Transmission towers
Electric power transmission is the second process in the delivery of electricity to consumers. Electricity is transmitted from remote electricity generation power plants and sold to end consumers by retailerss via electric power transmission and electricity distribution. The rapid industrialization in the 20th century made electric power transmission lines and grids a critical part of the economic infrastructure in most industrialized nations.

They allow large centralized facilities such as hydroelectric dams, fossil fuel burning steam turbine plants, nuclear power plants, etc. run by large public and private utility organizations to produce large quantities of energy and then deliver it to distribution networks for delivery to retail customers for consumption.

Electricity is usually sent over long distance and in rural areas over power transmission lines such as those in the photo on the right.

The first large scale hydroelectric generators in the USA (engineered and installed under the technical oversight of Nikola Tesla) were installed at Niagara Falls and provided electricity to Buffalo, New York via power transmission lines.

Table of contents
1 Grid input
2 Grid exit
3 Communications
4 Status
5 External links

Grid input

In a typical transmission grid, substations at the generating plants step (transform) the medium voltage electric power (15 - 50 kV) up to high voltage (220 - 400 kV) alternating current (AC) for transmission over longer distances to a grid exit substation.

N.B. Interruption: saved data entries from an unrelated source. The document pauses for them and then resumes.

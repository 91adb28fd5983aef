//! Main entry point for the dnsflat CLI.
//!
//! Prints the effective dnsmasq configuration: the primary config file with
//! every `conf-file=` and `conf-dir=` include spliced in, followed by the
//! files of the default directory named in `/etc/default/dnsmasq`.

mod cli;
mod commands;
mod error;
mod utils;

use clap::Parser;
use cli::Cli;
use utils::GlobalOptions;

fn main() {
    let cli = Cli::parse();

    let global = GlobalOptions {
        verbose: cli.verbose,
        quiet: cli.quiet,
        defaults_file: cli.defaults_file,
        no_defaults: cli.no_defaults,
    };

    let logger = dnsflat::init_logger(global.verbose, global.quiet);
    if let Err(e) = logger.install() {
        eprintln!("Warning: logging unavailable: {e}");
    }

    match cli.command.execute(&global) {
        Ok(()) => std::process::exit(0),
        Err(e) => {
            eprintln!("Error: {e}");
            std::process::exit(e.exit_code());
        }
    }
}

It is necessary to transmit the electricity at high voltage to reduce the percentage loss of power over long distances: for a given cable the loss of power is proportional to the square of the current, while for a given transported power, this current is inversely proportional to the voltage. Long distance transmission is typically at voltages of 100kV and higher. Transmission and distribution losses in the USA were estimated at 7.2% in 2003 [1], and in the UK at 7.4% in 1998 [1].

It is argued by some that proximity to a high voltage power line presents a danger to the animals and humans living nearby. Some have claimed that electromagnetic radiation from high-tension lines causes elevated risk of certain types of cancer. Some studies have purported to identify the risk, while other studies have not.

Grid exit

Substations step the voltage down and supply electricity to low voltage local power lines for distribution. Typically, the electricity is transformed to a sub-transmission voltage (66 - 132 kV) using interconnecting transformers and then transformed to a medium voltage (10 - 50 kV). Finally, in the distribution substation, the power is transformed to low voltage (220 - 330 V).

In the U.S.A. the most commonly supplied power from distribution lines to small end users is via single phase or three phase as defined by standards such as the National Electric Code.


Transmission lines can also be used to carry data: this is called power-line carrier, or PLC.


Transmission is a natural monopoly and there are moves in many countries to separately regulate transmission (see New Zealand Electricity Market). In the USA the Federal Energy Regulatory Commission (FERC) has issued a notice of proposed rulemaking (NOPR) setting out a proposed Standard Market Design (SMD) that would see the establishment of Regional Transmission Operators (RTOs).